The GTV second series is characterized by a different body and a new engine. The snout was shorter than in the first series, the back is more square and the sides are not rounded at the bottom, recalling the skirts of racing cars of that period. This harsher body line was not warmly welcomed by the public, who still preferred the curved lines of the first series. It was decided to use a longer snout and rectangular headlights to try to get closer to the original style of the GTV. This rebodied "-033" was named "-033.S". The car was powered by a water-cooled 1186 cc 4-cylinder boxer Alfa Romeo engine replacing the older air-cooled Volkswagen engine. With its higher power output it gave the car more brilliant performances . The second series remained in production until 1991 when the third series was launched.

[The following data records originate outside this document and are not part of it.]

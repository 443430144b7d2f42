//! Runtime configuration.
//!
//! Values come from defaults, then environment variables, then explicit
//! `with_*` overrides. Invalid environment values are rejected rather than
//! clamped.

use std::path::PathBuf;
use std::time::Duration;

use crate::auth::CredentialsManager;
use crate::error::ConfigError;
use crate::session::DEFAULT_MAX_BACKOFF_SECS;

/// Skip TLS certificate validation for HTTP and WebSocket.
pub const ENV_IGNORE_SSL: &str = "THEME_FINDER_IGNORE_SSL";
/// Minutes to keep retrying the startup connect.
pub const ENV_CONNECT_RETRY_MINS: &str = "THEME_FINDER_CONNECT_RETRY_MINS";
/// Cap on the reconnect backoff, in seconds.
pub const ENV_MAX_BACKOFF_SECS: &str = "THEME_FINDER_MAX_BACKOFF_SECS";
/// Override for the credentials file location.
pub const ENV_CREDENTIALS: &str = "THEME_FINDER_CREDENTIALS";
/// Seconds to wait between theme downloads.
pub const ENV_PAUSE_SECS: &str = "THEME_FINDER_PAUSE_SECS";

/// Configuration of the client manager.
///
/// # Example
///
/// ```ignore
/// use themefinder::startup::ManagerConfig;
///
/// let config = ManagerConfig::from_env()?
///     .with_ignore_ssl_cert(true)
///     .with_connect_retry_mins(5);
/// ```
#[derive(Debug, Clone, PartialEq)]
pub struct ManagerConfig {
    /// Skip TLS certificate validation (default: false)
    pub ignore_ssl_cert: bool,
    /// Startup connect-retry window in minutes, 0 disables it (default: 0)
    pub connect_retry_mins: u64,
    /// Cap on the reconnect delay in seconds (default: 100)
    pub max_backoff_secs: u64,
    /// Location of the server list (default: ~/.theme-finder/cred.json)
    pub credentials_path: PathBuf,
}

impl Default for ManagerConfig {
    fn default() -> Self {
        Self {
            ignore_ssl_cert: false,
            connect_retry_mins: 0,
            max_backoff_secs: DEFAULT_MAX_BACKOFF_SECS,
            credentials_path: CredentialsManager::default_path()
                .unwrap_or_else(|_| PathBuf::from("cred.json")),
        }
    }
}

impl ManagerConfig {
    pub fn new() -> Self {
        Self::default()
    }

    pub fn with_ignore_ssl_cert(mut self, ignore: bool) -> Self {
        self.ignore_ssl_cert = ignore;
        self
    }

    pub fn with_connect_retry_mins(mut self, mins: u64) -> Self {
        self.connect_retry_mins = mins;
        self
    }

    /// Caps below one second behave as one second.
    pub fn with_max_backoff_secs(mut self, secs: u64) -> Self {
        self.max_backoff_secs = secs;
        self
    }

    pub fn with_credentials_path(mut self, path: impl Into<PathBuf>) -> Self {
        self.credentials_path = path.into();
        self
    }

    /// Build from the `THEME_FINDER_*` environment variables.
    pub fn from_env() -> Result<Self, ConfigError> {
        let mut config = Self::default();
        if let Some(value) = env_var(ENV_IGNORE_SSL) {
            config.ignore_ssl_cert = parse_bool(ENV_IGNORE_SSL, &value)?;
        }
        if let Some(value) = env_var(ENV_CONNECT_RETRY_MINS) {
            config.connect_retry_mins = parse_u64(ENV_CONNECT_RETRY_MINS, &value)?;
        }
        if let Some(value) = env_var(ENV_MAX_BACKOFF_SECS) {
            config.max_backoff_secs = parse_positive_u64(ENV_MAX_BACKOFF_SECS, &value)?;
        }
        match env_var(ENV_CREDENTIALS) {
            Some(path) => config.credentials_path = PathBuf::from(path),
            None => config.credentials_path = CredentialsManager::default_path()?,
        }
        Ok(config)
    }
}

/// Pause between two theme downloads, in whole seconds.
#[derive(Debug, Clone, Copy, Default, PartialEq, Eq)]
pub struct PauseBetweenDownloads(u64);

impl PauseBetweenDownloads {
    pub fn new(secs: i64) -> Result<Self, ConfigError> {
        u64::try_from(secs)
            .map(Self)
            .map_err(|_| ConfigError::InvalidPause(secs.to_string()))
    }

    pub fn as_duration(&self) -> Duration {
        Duration::from_secs(self.0)
    }

    pub fn secs(&self) -> u64 {
        self.0
    }
}

/// Configuration of the theme download batch.
#[derive(Debug, Clone, Default, PartialEq)]
pub struct DownloadConfig {
    pub pause_between_downloads: PauseBetweenDownloads,
}

impl DownloadConfig {
    pub fn with_pause(mut self, pause: PauseBetweenDownloads) -> Self {
        self.pause_between_downloads = pause;
        self
    }

    /// Build from `THEME_FINDER_PAUSE_SECS`.
    pub fn from_env() -> Result<Self, ConfigError> {
        let mut config = Self::default();
        if let Some(value) = env_var(ENV_PAUSE_SECS) {
            let secs = value
                .trim()
                .parse::<i64>()
                .map_err(|_| ConfigError::InvalidPause(value.clone()))?;
            config.pause_between_downloads = PauseBetweenDownloads::new(secs)?;
        }
        Ok(config)
    }
}

fn env_var(key: &str) -> Option<String> {
    std::env::var(key).ok().filter(|v| !v.trim().is_empty())
}

fn parse_bool(key: &str, value: &str) -> Result<bool, ConfigError> {
    match value.trim().to_ascii_lowercase().as_str() {
        "1" | "true" | "yes" | "on" => Ok(true),
        "0" | "false" | "no" | "off" => Ok(false),
        _ => Err(ConfigError::InvalidValue {
            key: key.to_string(),
            value: value.to_string(),
            expected: "a boolean",
        }),
    }
}

fn parse_u64(key: &str, value: &str) -> Result<u64, ConfigError> {
    value.trim().parse().map_err(|_| ConfigError::InvalidValue {
        key: key.to_string(),
        value: value.to_string(),
        expected: "a non-negative integer",
    })
}

fn parse_positive_u64(key: &str, value: &str) -> Result<u64, ConfigError> {
    match parse_u64(key, value) {
        Ok(0) | Err(_) => Err(ConfigError::InvalidValue {
            key: key.to_string(),
            value: value.to_string(),
            expected: "a positive integer",
        }),
        Ok(n) => Ok(n),
    }
}

#[cfg(test)]
mod tests {
    use super::*;
    use serial_test::serial;

    fn clear_env() {
        for key in [
            ENV_IGNORE_SSL,
            ENV_CONNECT_RETRY_MINS,
            ENV_MAX_BACKOFF_SECS,
            ENV_CREDENTIALS,
            ENV_PAUSE_SECS,
        ] {
            std::env::remove_var(key);
        }
    }

    #[test]
    fn test_manager_config_default() {
        let config = ManagerConfig::default();
        assert!(!config.ignore_ssl_cert);
        assert_eq!(config.connect_retry_mins, 0);
        assert_eq!(config.max_backoff_secs, 100);
        assert!(config.credentials_path.ends_with("cred.json"));
    }

    #[test]
    fn test_manager_config_builder() {
        let config = ManagerConfig::new()
            .with_ignore_ssl_cert(true)
            .with_connect_retry_mins(3)
            .with_max_backoff_secs(8)
            .with_credentials_path("/tmp/servers.json");
        assert!(config.ignore_ssl_cert);
        assert_eq!(config.connect_retry_mins, 3);
        assert_eq!(config.max_backoff_secs, 8);
        assert_eq!(config.credentials_path, PathBuf::from("/tmp/servers.json"));
    }

    #[test]
    #[serial]
    fn test_manager_config_from_env() {
        clear_env();
        std::env::set_var(ENV_IGNORE_SSL, "true");
        std::env::set_var(ENV_CONNECT_RETRY_MINS, "2");
        std::env::set_var(ENV_CREDENTIALS, "/tmp/other.json");

        let config = ManagerConfig::from_env().unwrap();
        assert!(config.ignore_ssl_cert);
        assert_eq!(config.connect_retry_mins, 2);
        assert_eq!(config.max_backoff_secs, 100);
        assert_eq!(config.credentials_path, PathBuf::from("/tmp/other.json"));
        clear_env();
    }

    #[test]
    #[serial]
    fn test_manager_config_rejects_bad_values() {
        clear_env();
        std::env::set_var(ENV_IGNORE_SSL, "maybe");
        let err = ManagerConfig::from_env().unwrap_err();
        assert!(matches!(err, ConfigError::InvalidValue { expected: "a boolean", .. }));

        clear_env();
        std::env::set_var(ENV_MAX_BACKOFF_SECS, "-5");
        assert!(ManagerConfig::from_env().is_err());
        clear_env();
    }

    #[test]
    #[serial]
    fn test_manager_config_rejects_zero_backoff_cap() {
        clear_env();
        std::env::set_var(ENV_MAX_BACKOFF_SECS, "0");
        let err = ManagerConfig::from_env().unwrap_err();
        assert_eq!(
            err,
            ConfigError::InvalidValue {
                key: ENV_MAX_BACKOFF_SECS.to_string(),
                value: "0".to_string(),
                expected: "a positive integer",
            }
        );

        std::env::set_var(ENV_MAX_BACKOFF_SECS, "1");
        assert_eq!(ManagerConfig::from_env().unwrap().max_backoff_secs, 1);
        clear_env();
    }

    #[test]
    fn test_pause_validation() {
        assert_eq!(PauseBetweenDownloads::new(0).unwrap().secs(), 0);
        assert_eq!(
            PauseBetweenDownloads::new(7).unwrap().as_duration(),
            Duration::from_secs(7)
        );
        assert_eq!(
            PauseBetweenDownloads::new(-1),
            Err(ConfigError::InvalidPause("-1".to_string()))
        );
    }

    #[test]
    #[serial]
    fn test_download_config_from_env() {
        clear_env();
        assert_eq!(DownloadConfig::from_env().unwrap(), DownloadConfig::default());

        std::env::set_var(ENV_PAUSE_SECS, "4");
        let config = DownloadConfig::from_env().unwrap();
        assert_eq!(config.pause_between_downloads.secs(), 4);

        std::env::set_var(ENV_PAUSE_SECS, "1.5");
        assert_eq!(
            DownloadConfig::from_env(),
            Err(ConfigError::InvalidPause("1.5".to_string()))
        );

        std::env::set_var(ENV_PAUSE_SECS, "-3");
        assert_eq!(
            DownloadConfig::from_env(),
            Err(ConfigError::InvalidPause("-3".to_string()))
        );
        clear_env();
    }
}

=== Puma Boxer 90 (1991) ===
By now the sinuous lines of the original GTV are gone and the complex cockpit opening system with them, replaced by two gull-wing doors, a still unusual solution. The body was still aggressive and the interiors were more cared. This more complex building technique forced many buyers to choose it already assembled, rather than assembling it by themselves. It was equipped with a 1490 cc Alfa Romeo boxer engine, so performances were increased.

== Out of business ==
Built as a prototype in 1993, Puma 248 was to be the Puma Boxer 90 heir. This car had a new frame design and leather interior improvement. The history of Puma ends here, because in the same year a fire destroyed the plant and also the prototype. Adriano Gatto decided not to resume the activity because Italian law became more restrictive towards kit cars, effectively blocking the activity of small manufacturers who could not afford the huge cost required for the homologation procedures of their models. After this, the aficionados gathered in various clubs. In Italy, Puma Club Italy and Puma Club Monza are two of the larger clubs.